Recently bought A Chevy 3500HD Duramax Cab Chassis / with flat bed Gooseneck hitch . All the trucks on the farm Have Farm Tags or Pa License Farm Exemption Stickers . Was going to put a regular license on this truck so i can use it occasionally for non farm use . PITA because all the other trucks are on the farm Insurance policy or the Personal Auto . The insurance people and we checked many ,,,,, tell us the truck must go on a commercial AUTO policy and that requires any trailers it would pull to be listed on the commercial auto policy . Our farm policy requires any commercial policy be listed on the umbrella all comes as a fee.
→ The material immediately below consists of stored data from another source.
//! SQLite-backed `GradeRepository` implementation using Diesel ORM.
//!
//! Listing joins each grade with its student's name. Inserts rely on the
//! store's foreign key to reject unknown students.

use async_trait::async_trait;
use diesel::prelude::*;
use tracing::warn;

use crate::domain::ports::{GradePersistenceError, GradeRepository};
use crate::domain::{GradeEntry, GradeId, GradeUpdate, NewGrade, StudentId};

use super::diesel_basic_error_mapping::{
    is_foreign_key_violation, map_basic_diesel_error, map_basic_pool_error,
};
use super::diesel_student_repository::last_insert_rowid;
use super::models::{GradeChangeset, GradeRow, NewGradeRow};
use super::pool::{DbPool, PoolError};
use super::schema::{grades, students};

/// Diesel-backed implementation of the `GradeRepository` port.
#[derive(Clone)]
pub struct DieselGradeRepository {
    pool: DbPool,
}

impl DieselGradeRepository {
    /// Create a new repository with the given connection pool.
    pub fn new(pool: DbPool) -> Self {
        Self { pool }
    }
}

fn map_pool_error(error: PoolError) -> GradePersistenceError {
    map_basic_pool_error(error, GradePersistenceError::connection)
}

fn map_diesel_error(error: diesel::result::Error) -> GradePersistenceError {
    map_basic_diesel_error(
        error,
        GradePersistenceError::query,
        GradePersistenceError::connection,
    )
}

fn rows_to_entries(
    rows: Vec<(GradeRow, String)>,
) -> Result<Vec<GradeEntry>, GradePersistenceError> {
    rows.into_iter()
        .map(|(row, student_name)| {
            let grade_id = row.id;
            row.into_entry(student_name).map_err(|err| {
                warn!(grade_id, error = %err, "stored grade failed validation");
                GradePersistenceError::query(format!("grade {grade_id} is corrupt: {err}"))
            })
        })
        .collect()
}

#[async_trait]
impl GradeRepository for DieselGradeRepository {
    async fn list_for_student(
        &self,
        student_id: StudentId,
    ) -> Result<Vec<GradeEntry>, GradePersistenceError> {
        let rows = self
            .pool
            .run(
                move |conn| {
                    grades::table
                        .inner_join(students::table)
                        .filter(grades::student_id.eq(student_id.get()))
                        .order(grades::id.asc())
                        .select((GradeRow::as_select(), students::name))
                        .load::<(GradeRow, String)>(conn)
                        .map_err(map_diesel_error)
                },
                map_pool_error,
            )
            .await?;
        rows_to_entries(rows)
    }

    async fn insert(&self, grade: &NewGrade) -> Result<GradeId, GradePersistenceError> {
        let grade = grade.clone();
        self.pool
            .run(
                move |conn| {
                    let row = NewGradeRow::from(&grade);
                    conn.transaction(|conn| {
                        diesel::insert_into(grades::table)
                            .values(&row)
                            .execute(conn)?;
                        last_insert_rowid(conn)
                    })
                    .map(GradeId::new)
                    .map_err(|err| {
                        if is_foreign_key_violation(&err) {
                            GradePersistenceError::unknown_student(grade.student_id.get())
                        } else {
                            map_diesel_error(err)
                        }
                    })
                },
                map_pool_error,
            )
            .await
    }

    async fn update(
        &self,
        id: GradeId,
        update: &GradeUpdate,
    ) -> Result<usize, GradePersistenceError> {
        let update = update.clone();
        self.pool
            .run(
                move |conn| {
                    diesel::update(grades::table.find(id.get()))
                        .set(&GradeChangeset::from(&update))
                        .execute(conn)
                        .map_err(map_diesel_error)
                },
                map_pool_error,
            )
            .await
    }

    async fn delete(&self, id: GradeId) -> Result<usize, GradePersistenceError> {
        self.pool
            .run(
                move |conn| {
                    diesel::delete(grades::table.find(id.get()))
                        .execute(conn)
                        .map_err(map_diesel_error)
                },
                map_pool_error,
            )
            .await
    }
}

#[cfg(test)]
mod tests {
    use super::*;
    use crate::domain::ports::StudentRepository;
    use crate::domain::{GradeScores, StudentDraft, Subject};
    use crate::outbound::persistence::{DieselStudentRepository, PoolConfig};
    use rstest::{fixture, rstest};

    struct Store {
        students: DieselStudentRepository,
        grades: DieselGradeRepository,
    }

    #[fixture]
    async fn store() -> Store {
        let pool = DbPool::new(PoolConfig::new(":memory:")).expect("pool");
        pool.run_migrations().await.expect("migrations");
        Store {
            students: DieselStudentRepository::new(pool.clone()),
            grades: DieselGradeRepository::new(pool),
        }
    }

    async fn enrol(store: &Store, name: &str) -> StudentId {
        let draft = StudentDraft::try_from_parts(name, format!("{name}@x.com"))
            .expect("valid draft");
        store.students.insert(&draft).await.expect("insert student")
    }

    fn new_grade(student_id: StudentId, subject: &str, scores: (i64, i64, i64)) -> NewGrade {
        NewGrade {
            student_id,
            subject: Subject::new(subject).expect("valid subject"),
            scores: GradeScores::try_from_raw(scores.0, scores.1, scores.2).expect("in range"),
        }
    }

    #[rstest]
    #[tokio::test]
    async fn lists_only_the_students_grades_with_name(#[future] store: Store) {
        let store = store.await;
        let jane = enrol(&store, "Jane").await;
        let omar = enrol(&store, "Omar").await;
        let math = store
            .grades
            .insert(&new_grade(jane, "Math", (80, 90, 70)))
            .await
            .expect("insert");
        store
            .grades
            .insert(&new_grade(omar, "Art", (50, 50, 50)))
            .await
            .expect("insert");
        store
            .grades
            .insert(&new_grade(jane, "Science", (60, 60, 61)))
            .await
            .expect("insert");

        let entries = store.grades.list_for_student(jane).await.expect("list");
        let subjects: Vec<_> = entries.iter().map(|e| e.grade.subject.as_str()).collect();
        assert_eq!(subjects, ["Math", "Science"]);
        assert!(entries.iter().all(|e| e.student_name == "Jane"));
        assert_eq!(entries[0].grade.id, math);
        assert_eq!(entries[0].grade.average().to_string(), "80.00");
    }

    #[rstest]
    #[tokio::test]
    async fn insert_for_unknown_student_is_rejected(#[future] store: Store) {
        let store = store.await;
        let err = store
            .grades
            .insert(&new_grade(StudentId::new(999), "Math", (1, 2, 3)))
            .await
            .expect_err("foreign key rejects row");
        assert_eq!(err, GradePersistenceError::unknown_student(999));
    }

    #[rstest]
    #[tokio::test]
    async fn deleting_a_student_removes_their_grades(#[future] store: Store) {
        let store = store.await;
        let jane = enrol(&store, "Jane").await;
        store
            .grades
            .insert(&new_grade(jane, "Math", (80, 90, 70)))
            .await
            .expect("insert");

        store.students.delete(jane).await.expect("delete student");
        let entries = store.grades.list_for_student(jane).await.expect("list");
        assert!(entries.is_empty());
    }

    #[rstest]
    #[tokio::test]
    async fn update_replaces_subject_and_scores(#[future] store: Store) {
        let store = store.await;
        let jane = enrol(&store, "Jane").await;
        let id = store
            .grades
            .insert(&new_grade(jane, "Math", (80, 90, 70)))
            .await
            .expect("insert");

        let update = GradeUpdate {
            subject: Subject::new("Algebra").expect("valid subject"),
            scores: GradeScores::try_from_raw(0, 0, 0).expect("in range"),
        };
        assert_eq!(store.grades.update(id, &update).await.expect("update"), 1);
        assert_eq!(
            store
                .grades
                .update(GradeId::new(id.get() + 100), &update)
                .await
                .expect("update missing"),
            0
        );

        let entries = store.grades.list_for_student(jane).await.expect("list");
        assert_eq!(entries[0].grade.subject, "Algebra");
        assert_eq!(entries[0].grade.average().to_string(), "0.00");
    }

    #[rstest]
    #[tokio::test]
    async fn delete_reports_affected_rows(#[future] store: Store) {
        let store = store.await;
        let jane = enrol(&store, "Jane").await;
        let id = store
            .grades
            .insert(&new_grade(jane, "Math", (80, 90, 70)))
            .await
            .expect("insert");

        assert_eq!(store.grades.delete(id).await.expect("delete"), 1);
        assert_eq!(store.grades.delete(id).await.expect("second delete"), 0);
    }
}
All this costs a bit and they tell us the only way to avid it is Do a farm truck license exemption sticker which is terribly restrictive for this truck .

GCWR could be close to 35K. Currently did #8 @ 26K Just not sure always would have CDL driver ....
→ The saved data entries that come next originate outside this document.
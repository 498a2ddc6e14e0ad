//! Shared HTTP adapter state.
//!
//! HTTP handlers accept this state via `actix_web::web::Data` so they only
//! depend on domain ports (use-cases) and remain testable without I/O.

use std::sync::Arc;

use crate::domain::ports::{GradesCommand, GradesQuery, StudentsCommand, StudentsQuery};

/// Dependency bundle for HTTP handlers.
#[derive(Clone)]
pub struct HttpState {
    /// Student roster reads.
    pub students: Arc<dyn StudentsQuery>,
    /// Student roster writes.
    pub students_command: Arc<dyn StudentsCommand>,
    /// Grade reads and CSV export.
    pub grades: Arc<dyn GradesQuery>,
    /// Grade writes.
    pub grades_command: Arc<dyn GradesCommand>,
}

impl HttpState {
    /// Bundle the driving ports.
    ///
    /// # Examples
    /// ```no_run
    /// use std::sync::Arc;
    ///
    /// use gradebook::domain::{GradeService, StudentService};
    /// use gradebook::inbound::http::state::HttpState;
    /// use gradebook::outbound::persistence::{
    ///     DbPool, DieselGradeRepository, DieselStudentRepository, PoolConfig,
    /// };
    ///
    /// # fn demo() -> Result<(), gradebook::outbound::persistence::PoolError> {
    /// let pool = DbPool::new(PoolConfig::new("students.db"))?;
    /// let students = Arc::new(StudentService::new(Arc::new(DieselStudentRepository::new(
    ///     pool.clone(),
    /// ))));
    /// let grades = Arc::new(GradeService::new(Arc::new(DieselGradeRepository::new(pool))));
    /// let state = HttpState::new(students.clone(), students, grades.clone(), grades);
    /// # let _ = state;
    /// # Ok(())
    /// # }
    /// ```
    pub fn new(
        students: Arc<dyn StudentsQuery>,
        students_command: Arc<dyn StudentsCommand>,
        grades: Arc<dyn GradesQuery>,
        grades_command: Arc<dyn GradesCommand>,
    ) -> Self {
        Self {
            students,
            students_command,
            grades,
            grades_command,
        }
    }
}
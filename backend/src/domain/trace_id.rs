//! Request-scoped trace identifier.
//!
//! The identifier lives in Tokio task-local storage. Task locals are not
//! inherited by spawned tasks or blocking threads, so work moved off the
//! request task must re-enter the scope with [`TraceId::scope`] or
//! [`TraceId::sync_scope`].

use std::future::Future;

use tokio::task_local;
use uuid::Uuid;

task_local! {
    pub(crate) static TRACE_ID: TraceId;
}

/// Per-request correlation identifier.
///
/// # Examples
/// ```
/// use gradebook::domain::TraceId;
///
/// async fn handler() -> String {
///     TraceId::current().map(|id| id.to_string()).unwrap_or_default()
/// }
/// ```
#[derive(Debug, Clone, Copy, PartialEq, Eq)]
pub struct TraceId(Uuid);

impl TraceId {
    /// Generate a new random trace identifier.
    #[must_use]
    pub(crate) fn generate() -> Self {
        Self(Uuid::new_v4())
    }

    /// Construct a trace identifier from an existing UUID.
    #[must_use]
    pub const fn from_uuid(uuid: Uuid) -> Self {
        Self(uuid)
    }

    /// Returns the identifier of the enclosing request, if any.
    #[must_use]
    pub fn current() -> Option<Self> {
        TRACE_ID.try_with(|id| *id).ok()
    }

    /// Access the inner UUID.
    #[must_use]
    pub const fn as_uuid(&self) -> &Uuid {
        &self.0
    }

    /// Run `fut` with `trace_id` in scope.
    ///
    /// # Examples
    /// ```
    /// use gradebook::domain::TraceId;
    ///
    /// # tokio::runtime::Runtime::new().unwrap().block_on(async {
    /// let trace_id: TraceId = "00000000-0000-0000-0000-000000000000"
    ///     .parse()
    ///     .expect("valid UUID");
    /// let observed = TraceId::scope(trace_id, async move { TraceId::current() }).await;
    /// assert_eq!(observed, Some(trace_id));
    /// # });
    /// ```
    pub async fn scope<Fut>(trace_id: Self, fut: Fut) -> Fut::Output
    where
        Fut: Future,
    {
        TRACE_ID.scope(trace_id, fut).await
    }

    /// Run the synchronous closure `f` with `trace_id` in scope.
    ///
    /// Used on blocking threads where no future is being polled.
    pub fn sync_scope<F, R>(trace_id: Self, f: F) -> R
    where
        F: FnOnce() -> R,
    {
        TRACE_ID.sync_scope(trace_id, f)
    }
}

impl std::fmt::Display for TraceId {
    fn fmt(&self, f: &mut std::fmt::Formatter<'_>) -> std::fmt::Result {
        write!(f, "{}", self.0)
    }
}

impl std::str::FromStr for TraceId {
    type Err = uuid::Error;

    fn from_str(s: &str) -> Result<Self, Self::Err> {
        Ok(Self(Uuid::parse_str(s)?))
    }
}

#[cfg(test)]
mod tests {
    use super::*;

    #[tokio::test]
    async fn current_reflects_scope() {
        let expected = TraceId::generate();
        let observed = TraceId::scope(expected, async move { TraceId::current() }).await;
        assert_eq!(observed, Some(expected));
    }

    #[tokio::test]
    async fn current_is_none_out_of_scope() {
        assert!(TraceId::current().is_none());
    }

    #[test]
    fn sync_scope_exposes_identifier_to_closure() {
        let expected = TraceId::from_uuid(Uuid::nil());
        let observed = TraceId::sync_scope(expected, TraceId::current);
        assert_eq!(observed, Some(expected));
    }

    #[tokio::test]
    async fn scope_does_not_leak_into_blocking_threads() {
        let trace_id = TraceId::generate();
        let observed = TraceId::scope(trace_id, async move {
            tokio::task::spawn_blocking(TraceId::current)
                .await
                .expect("blocking task completes")
        })
        .await;
        assert!(observed.is_none());
    }

    #[test]
    fn from_str_round_trips() {
        let uuid = Uuid::nil();
        let trace_id: TraceId = uuid.to_string().parse().expect("parse uuid");
        assert_eq!(trace_id.as_uuid(), &uuid);
    }
}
Any one see this with there trucks and Commercial Auto POlicy ??


----------



## slowzuki (Mar 8, 2011)

I ran into this here with the first several companies I tried, wanted defined max radius of operation, separate trailer insurance, no personal trailers etc. Eventually found company with "farm pleasure insurance" for pickups on farm via a farm insurance broker. Can tow my boat, don't need to declare a radius of operation etc.


----------



## SCtrailrider (May 1, 2016)

Y'all have some weird rules up there....


----------



## r82230 (Mar 1, 2016)

My GMC 3500HD, crew cab SWD is licensed as a personal vehicle (not farm plated) so I can do exactly what you are speaking of (haul/tow anything, any distance).
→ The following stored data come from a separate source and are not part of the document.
//! Student roster handlers.
//!
//! ```text
//! GET    /api/students
//! POST   /api/students      {"name":"Jane","email":"jane@x.com"}
//! PUT    /api/students/{id} {"name":"Jane","email":"jane@x.com"}
//! DELETE /api/students/{id}
//! ```

use actix_web::{delete, get, post, put, web};
use serde::{Deserialize, Serialize};
use utoipa::ToSchema;

use crate::domain::{Student, StudentDraft, StudentId, StudentValidationError};
use crate::inbound::http::ApiResult;
use crate::inbound::http::schemas::{ErrorSchema, StudentSchema};
use crate::inbound::http::state::HttpState;
use crate::inbound::http::validation::student_validation_error;

/// Body for creating or replacing a student.
///
/// Both fields are optional at the schema level so absence is reported with
/// the same message as a blank value.
#[derive(Debug, Default, Deserialize, Serialize, ToSchema)]
pub struct StudentRequest {
    /// Display name.
    #[schema(example = "Jane")]
    pub name: Option<String>,
    /// Contact email; must contain `@`.
    #[schema(example = "jane@x.com")]
    pub email: Option<String>,
}

impl TryFrom<StudentRequest> for StudentDraft {
    type Error = StudentValidationError;

    fn try_from(value: StudentRequest) -> Result<Self, Self::Error> {
        Self::try_from_parts(
            value.name.unwrap_or_default(),
            value.email.unwrap_or_default(),
        )
    }
}

/// Acknowledgement returned by student mutations.
#[derive(Debug, Serialize, Deserialize, ToSchema)]
pub struct StatusMessage {
    /// Human-readable outcome.
    #[schema(example = "Student updated")]
    pub message: String,
}

impl StatusMessage {
    fn new(message: &str) -> web::Json<Self> {
        web::Json(Self {
            message: message.to_owned(),
        })
    }
}

/// List all students ordered by id.
#[utoipa::path(
    get,
    path = "/api/students",
    responses(
        (status = 200, description = "Students", body = [StudentSchema]),
        (status = 500, description = "Internal server error", body = ErrorSchema),
        (status = 503, description = "Record store unavailable", body = ErrorSchema)
    ),
    tags = ["students"],
    operation_id = "listStudents"
)]
#[get("/students")]
pub async fn list_students(state: web::Data<HttpState>) -> ApiResult<web::Json<Vec<Student>>> {
    let students = state.students.list_students().await?;
    Ok(web::Json(students))
}

/// Create a student and return the stored row.
#[utoipa::path(
    post,
    path = "/api/students",
    request_body = StudentRequest,
    responses(
        (status = 200, description = "Created student", body = StudentSchema),
        (status = 400, description = "Invalid request", body = ErrorSchema),
        (status = 500, description = "Internal server error", body = ErrorSchema)
    ),
    tags = ["students"],
    operation_id = "createStudent"
)]
#[post("/students")]
pub async fn create_student(
    state: web::Data<HttpState>,
    payload: web::Json<StudentRequest>,
) -> ApiResult<web::Json<Student>> {
    let draft = StudentDraft::try_from(payload.into_inner()).map_err(student_validation_error)?;
    let student = state.students_command.create_student(draft).await?;
    Ok(web::Json(student))
}

/// Replace a student's name and email.
///
/// Unknown ids succeed without effect.
#[utoipa::path(
    put,
    path = "/api/students/{id}",
    params(("id" = i32, Path, description = "Student id")),
    request_body = StudentRequest,
    responses(
        (status = 200, description = "Student updated", body = StatusMessage),
        (status = 400, description = "Invalid request", body = ErrorSchema),
        (status = 500, description = "Internal server error", body = ErrorSchema)
    ),
    tags = ["students"],
    operation_id = "updateStudent"
)]
#[put("/students/{id}")]
pub async fn update_student(
    state: web::Data<HttpState>,
    path: web::Path<i32>,
    payload: web::Json<StudentRequest>,
) -> ApiResult<web::Json<StatusMessage>> {
    let draft = StudentDraft::try_from(payload.into_inner()).map_err(student_validation_error)?;
    state
        .students_command
        .update_student(StudentId::new(path.into_inner()), draft)
        .await?;
    Ok(StatusMessage::new("Student updated"))
}

/// Delete a student and, through the store's cascade, all of their grades.
#[utoipa::path(
    delete,
    path = "/api/students/{id}",
    params(("id" = i32, Path, description = "Student id")),
    responses(
        (status = 200, description = "Student deleted", body = StatusMessage),
        (status = 500, description = "Internal server error", body = ErrorSchema)
    ),
    tags = ["students"],
    operation_id = "deleteStudent"
)]
#[delete("/students/{id}")]
pub async fn delete_student(
    state: web::Data<HttpState>,
    path: web::Path<i32>,
) -> ApiResult<web::Json<StatusMessage>> {
    state
        .students_command
        .delete_student(StudentId::new(path.into_inner()))
        .await?;
    Ok(StatusMessage::new("Student deleted"))
}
Have a 40' flat bed GN trailer, a 20' steel deck car hauling trailer (bumper pull), a 24' GN livestock trailer and a soon to have 32' enclosed bumper pull trailer. All trailers are cover via vehicle (truck) personal insurance auto policy when hooked up. All are covered under farm personal property when stored/parked on farm.

When I ask about separate insurance for trailers, was told the above, regarding trailer was insured via vehicle's auto insurance. No need for commercial insurance. Just re-asked that question, because 32' trailer will be used (rented out) to a separate new business that I will co-own with another son. We wanted to make sure the trailer and contents were covered.

One son has one (maybe both  ) of his pickups licensed 'Farm' (and he doesn't own any farm ).

Maybe that's just a HERE thing however. :huh:

Larry


----------



## Cactus50 (Nov 26, 2020)

enrow,

PA must have a different set of rules and obviously r82230 wisely sought the advice of his agent...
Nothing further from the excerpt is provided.